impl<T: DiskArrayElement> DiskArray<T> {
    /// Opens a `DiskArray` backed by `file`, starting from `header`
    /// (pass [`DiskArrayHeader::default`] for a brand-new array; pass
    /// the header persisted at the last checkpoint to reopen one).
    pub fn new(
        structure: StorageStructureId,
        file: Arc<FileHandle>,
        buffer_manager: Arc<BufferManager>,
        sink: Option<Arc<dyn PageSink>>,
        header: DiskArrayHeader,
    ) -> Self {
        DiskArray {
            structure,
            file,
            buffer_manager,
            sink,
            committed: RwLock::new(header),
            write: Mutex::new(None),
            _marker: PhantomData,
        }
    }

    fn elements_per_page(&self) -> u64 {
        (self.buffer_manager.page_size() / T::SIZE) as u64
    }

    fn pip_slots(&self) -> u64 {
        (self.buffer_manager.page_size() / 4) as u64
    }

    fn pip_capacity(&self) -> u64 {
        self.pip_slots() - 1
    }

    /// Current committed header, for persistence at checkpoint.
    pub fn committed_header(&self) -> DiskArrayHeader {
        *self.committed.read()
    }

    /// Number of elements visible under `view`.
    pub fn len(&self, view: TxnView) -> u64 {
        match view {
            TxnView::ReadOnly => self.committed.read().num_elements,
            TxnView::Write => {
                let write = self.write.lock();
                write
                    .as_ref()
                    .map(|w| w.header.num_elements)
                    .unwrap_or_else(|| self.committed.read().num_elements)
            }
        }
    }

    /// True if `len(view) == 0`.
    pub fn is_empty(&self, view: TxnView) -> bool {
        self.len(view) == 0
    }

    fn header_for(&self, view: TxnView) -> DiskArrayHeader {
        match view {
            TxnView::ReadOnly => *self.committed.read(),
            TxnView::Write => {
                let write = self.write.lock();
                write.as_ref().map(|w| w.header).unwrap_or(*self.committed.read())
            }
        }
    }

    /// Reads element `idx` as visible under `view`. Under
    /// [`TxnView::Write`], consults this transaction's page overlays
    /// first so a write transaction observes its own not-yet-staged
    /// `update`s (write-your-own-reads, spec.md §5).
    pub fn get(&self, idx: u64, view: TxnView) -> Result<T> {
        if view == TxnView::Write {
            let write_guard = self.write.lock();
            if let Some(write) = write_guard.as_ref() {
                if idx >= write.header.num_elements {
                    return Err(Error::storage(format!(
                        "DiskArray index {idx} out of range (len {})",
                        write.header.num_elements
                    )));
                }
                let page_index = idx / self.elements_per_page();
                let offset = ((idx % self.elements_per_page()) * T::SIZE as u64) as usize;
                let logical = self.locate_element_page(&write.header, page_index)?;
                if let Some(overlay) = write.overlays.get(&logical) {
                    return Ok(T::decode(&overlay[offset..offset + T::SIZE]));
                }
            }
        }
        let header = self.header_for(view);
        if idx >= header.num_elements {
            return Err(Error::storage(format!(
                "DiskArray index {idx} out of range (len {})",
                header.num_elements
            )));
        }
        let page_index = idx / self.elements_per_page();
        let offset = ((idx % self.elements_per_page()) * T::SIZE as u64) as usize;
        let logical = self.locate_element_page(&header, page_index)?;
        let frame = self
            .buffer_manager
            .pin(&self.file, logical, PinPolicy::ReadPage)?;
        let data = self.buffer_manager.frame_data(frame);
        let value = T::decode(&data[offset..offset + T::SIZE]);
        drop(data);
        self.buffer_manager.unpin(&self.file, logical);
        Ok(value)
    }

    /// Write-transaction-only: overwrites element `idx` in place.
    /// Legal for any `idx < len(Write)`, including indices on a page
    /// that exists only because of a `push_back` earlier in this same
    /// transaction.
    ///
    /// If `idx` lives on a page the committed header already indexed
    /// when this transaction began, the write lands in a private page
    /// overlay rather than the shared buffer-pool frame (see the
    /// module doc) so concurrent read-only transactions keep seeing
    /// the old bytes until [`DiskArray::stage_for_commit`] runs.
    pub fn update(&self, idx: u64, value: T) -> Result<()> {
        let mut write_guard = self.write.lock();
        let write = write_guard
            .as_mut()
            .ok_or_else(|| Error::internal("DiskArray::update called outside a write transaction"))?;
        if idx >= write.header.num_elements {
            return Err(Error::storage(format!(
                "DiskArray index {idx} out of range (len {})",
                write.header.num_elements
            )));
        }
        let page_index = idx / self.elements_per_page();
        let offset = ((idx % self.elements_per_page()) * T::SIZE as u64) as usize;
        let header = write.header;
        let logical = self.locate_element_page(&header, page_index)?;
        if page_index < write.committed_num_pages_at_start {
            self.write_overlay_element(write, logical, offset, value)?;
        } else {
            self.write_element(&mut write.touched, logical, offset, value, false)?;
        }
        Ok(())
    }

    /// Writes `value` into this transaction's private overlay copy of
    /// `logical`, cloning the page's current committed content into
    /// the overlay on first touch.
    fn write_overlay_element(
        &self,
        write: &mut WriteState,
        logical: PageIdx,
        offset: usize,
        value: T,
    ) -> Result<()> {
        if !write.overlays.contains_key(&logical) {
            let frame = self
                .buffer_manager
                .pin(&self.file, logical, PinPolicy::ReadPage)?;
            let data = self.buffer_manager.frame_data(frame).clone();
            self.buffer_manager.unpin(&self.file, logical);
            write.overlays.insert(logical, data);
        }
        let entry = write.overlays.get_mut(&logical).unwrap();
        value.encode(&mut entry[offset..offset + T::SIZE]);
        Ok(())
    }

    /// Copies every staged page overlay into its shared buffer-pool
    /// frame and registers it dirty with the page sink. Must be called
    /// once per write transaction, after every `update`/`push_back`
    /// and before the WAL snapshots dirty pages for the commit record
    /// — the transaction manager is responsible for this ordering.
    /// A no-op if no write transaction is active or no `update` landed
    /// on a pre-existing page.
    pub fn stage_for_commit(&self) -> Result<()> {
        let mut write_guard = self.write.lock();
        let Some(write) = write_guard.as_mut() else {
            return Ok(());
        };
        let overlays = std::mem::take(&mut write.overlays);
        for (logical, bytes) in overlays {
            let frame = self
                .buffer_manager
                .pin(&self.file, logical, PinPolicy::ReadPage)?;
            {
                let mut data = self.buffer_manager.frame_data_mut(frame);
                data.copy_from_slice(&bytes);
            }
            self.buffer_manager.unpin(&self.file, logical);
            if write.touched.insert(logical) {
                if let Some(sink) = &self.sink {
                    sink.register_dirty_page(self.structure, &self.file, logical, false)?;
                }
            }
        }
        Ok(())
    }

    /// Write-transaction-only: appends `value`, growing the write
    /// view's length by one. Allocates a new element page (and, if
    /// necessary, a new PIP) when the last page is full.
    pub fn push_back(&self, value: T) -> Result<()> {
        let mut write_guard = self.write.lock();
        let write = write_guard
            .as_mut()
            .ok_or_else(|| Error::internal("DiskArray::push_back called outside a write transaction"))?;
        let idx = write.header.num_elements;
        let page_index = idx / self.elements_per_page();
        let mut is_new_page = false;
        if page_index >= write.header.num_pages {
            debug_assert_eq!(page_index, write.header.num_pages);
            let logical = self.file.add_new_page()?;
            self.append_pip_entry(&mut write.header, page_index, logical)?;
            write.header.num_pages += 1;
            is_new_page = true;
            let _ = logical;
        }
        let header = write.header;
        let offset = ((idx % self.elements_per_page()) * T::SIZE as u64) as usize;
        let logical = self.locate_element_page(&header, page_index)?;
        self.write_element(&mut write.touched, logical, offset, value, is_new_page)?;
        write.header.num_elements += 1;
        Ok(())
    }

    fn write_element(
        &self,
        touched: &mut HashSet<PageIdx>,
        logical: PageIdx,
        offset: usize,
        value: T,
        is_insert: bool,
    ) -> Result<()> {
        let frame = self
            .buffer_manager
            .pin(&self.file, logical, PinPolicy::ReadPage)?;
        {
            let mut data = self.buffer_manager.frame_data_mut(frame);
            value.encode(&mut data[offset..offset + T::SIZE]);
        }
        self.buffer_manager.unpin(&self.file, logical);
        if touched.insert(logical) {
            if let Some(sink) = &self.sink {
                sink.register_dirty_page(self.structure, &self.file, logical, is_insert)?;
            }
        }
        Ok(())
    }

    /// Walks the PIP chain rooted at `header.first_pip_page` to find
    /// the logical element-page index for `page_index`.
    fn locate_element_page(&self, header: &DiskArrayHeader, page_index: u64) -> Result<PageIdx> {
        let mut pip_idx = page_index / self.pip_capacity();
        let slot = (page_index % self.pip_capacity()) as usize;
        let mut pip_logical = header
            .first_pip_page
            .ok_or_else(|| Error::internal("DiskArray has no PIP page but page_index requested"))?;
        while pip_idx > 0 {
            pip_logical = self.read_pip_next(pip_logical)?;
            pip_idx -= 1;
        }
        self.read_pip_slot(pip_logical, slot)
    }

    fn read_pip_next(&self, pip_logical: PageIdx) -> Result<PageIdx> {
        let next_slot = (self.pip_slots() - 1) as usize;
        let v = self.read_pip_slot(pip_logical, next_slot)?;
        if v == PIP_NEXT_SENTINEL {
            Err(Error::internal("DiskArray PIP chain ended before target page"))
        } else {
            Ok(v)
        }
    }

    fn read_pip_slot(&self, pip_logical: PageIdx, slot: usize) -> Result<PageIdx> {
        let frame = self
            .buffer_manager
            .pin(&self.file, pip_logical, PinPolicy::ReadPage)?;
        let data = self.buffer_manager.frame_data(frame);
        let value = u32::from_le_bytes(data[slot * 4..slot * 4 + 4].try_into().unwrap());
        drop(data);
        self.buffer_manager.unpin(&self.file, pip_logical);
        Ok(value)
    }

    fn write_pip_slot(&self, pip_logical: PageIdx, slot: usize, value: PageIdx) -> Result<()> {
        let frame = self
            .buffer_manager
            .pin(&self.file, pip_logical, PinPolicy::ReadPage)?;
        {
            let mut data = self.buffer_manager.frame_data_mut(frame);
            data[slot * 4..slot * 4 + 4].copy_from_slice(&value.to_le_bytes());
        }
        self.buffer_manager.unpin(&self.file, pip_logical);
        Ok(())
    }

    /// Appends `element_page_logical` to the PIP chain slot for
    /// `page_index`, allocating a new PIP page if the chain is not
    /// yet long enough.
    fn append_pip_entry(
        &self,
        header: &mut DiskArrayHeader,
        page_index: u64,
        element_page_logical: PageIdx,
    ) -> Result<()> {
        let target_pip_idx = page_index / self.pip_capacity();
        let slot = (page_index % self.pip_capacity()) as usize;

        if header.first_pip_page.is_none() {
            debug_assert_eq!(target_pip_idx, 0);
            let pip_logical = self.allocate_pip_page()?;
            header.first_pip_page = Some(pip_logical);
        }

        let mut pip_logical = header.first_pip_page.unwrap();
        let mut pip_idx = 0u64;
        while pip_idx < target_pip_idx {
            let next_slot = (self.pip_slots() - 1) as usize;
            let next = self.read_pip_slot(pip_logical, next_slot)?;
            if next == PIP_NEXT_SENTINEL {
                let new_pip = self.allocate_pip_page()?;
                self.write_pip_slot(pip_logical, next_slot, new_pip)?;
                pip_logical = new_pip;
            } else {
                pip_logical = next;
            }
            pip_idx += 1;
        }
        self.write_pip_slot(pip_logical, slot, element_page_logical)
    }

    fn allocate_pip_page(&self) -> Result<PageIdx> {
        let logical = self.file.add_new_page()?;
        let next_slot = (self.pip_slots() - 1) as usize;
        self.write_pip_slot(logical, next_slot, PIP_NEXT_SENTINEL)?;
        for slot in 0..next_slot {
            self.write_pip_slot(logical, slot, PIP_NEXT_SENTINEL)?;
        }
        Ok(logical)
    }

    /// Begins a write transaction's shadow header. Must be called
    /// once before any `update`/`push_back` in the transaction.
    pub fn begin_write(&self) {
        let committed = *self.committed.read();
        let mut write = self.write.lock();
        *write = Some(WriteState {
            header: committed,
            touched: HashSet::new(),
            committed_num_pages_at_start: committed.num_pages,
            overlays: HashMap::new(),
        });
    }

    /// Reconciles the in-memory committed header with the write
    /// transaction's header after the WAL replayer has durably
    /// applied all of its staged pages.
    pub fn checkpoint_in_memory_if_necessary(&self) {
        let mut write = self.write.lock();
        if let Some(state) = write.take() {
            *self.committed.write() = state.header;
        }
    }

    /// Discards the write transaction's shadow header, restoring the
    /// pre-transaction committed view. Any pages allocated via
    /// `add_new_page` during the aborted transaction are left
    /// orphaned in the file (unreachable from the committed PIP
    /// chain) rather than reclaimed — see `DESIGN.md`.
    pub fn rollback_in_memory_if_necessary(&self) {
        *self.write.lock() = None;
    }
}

§ §

◆ **ASSIGNED TASK**
Find each line holding the string "overlays" in the listing above, then copy it.

◆ **WRITTEN SOLUTION**
    /// [`TxnView::Write`], consults this transaction's page overlays
                if let Some(overlay) = write.overlays.get(&logical) {
        if !write.overlays.contains_key(&logical) {
            write.overlays.insert(logical, data);
        let entry = write.overlays.get_mut(&logical).unwrap();
        let overlays = std::mem::take(&mut write.overlays);
        for (logical, bytes) in overlays {
            overlays: HashMap::new(),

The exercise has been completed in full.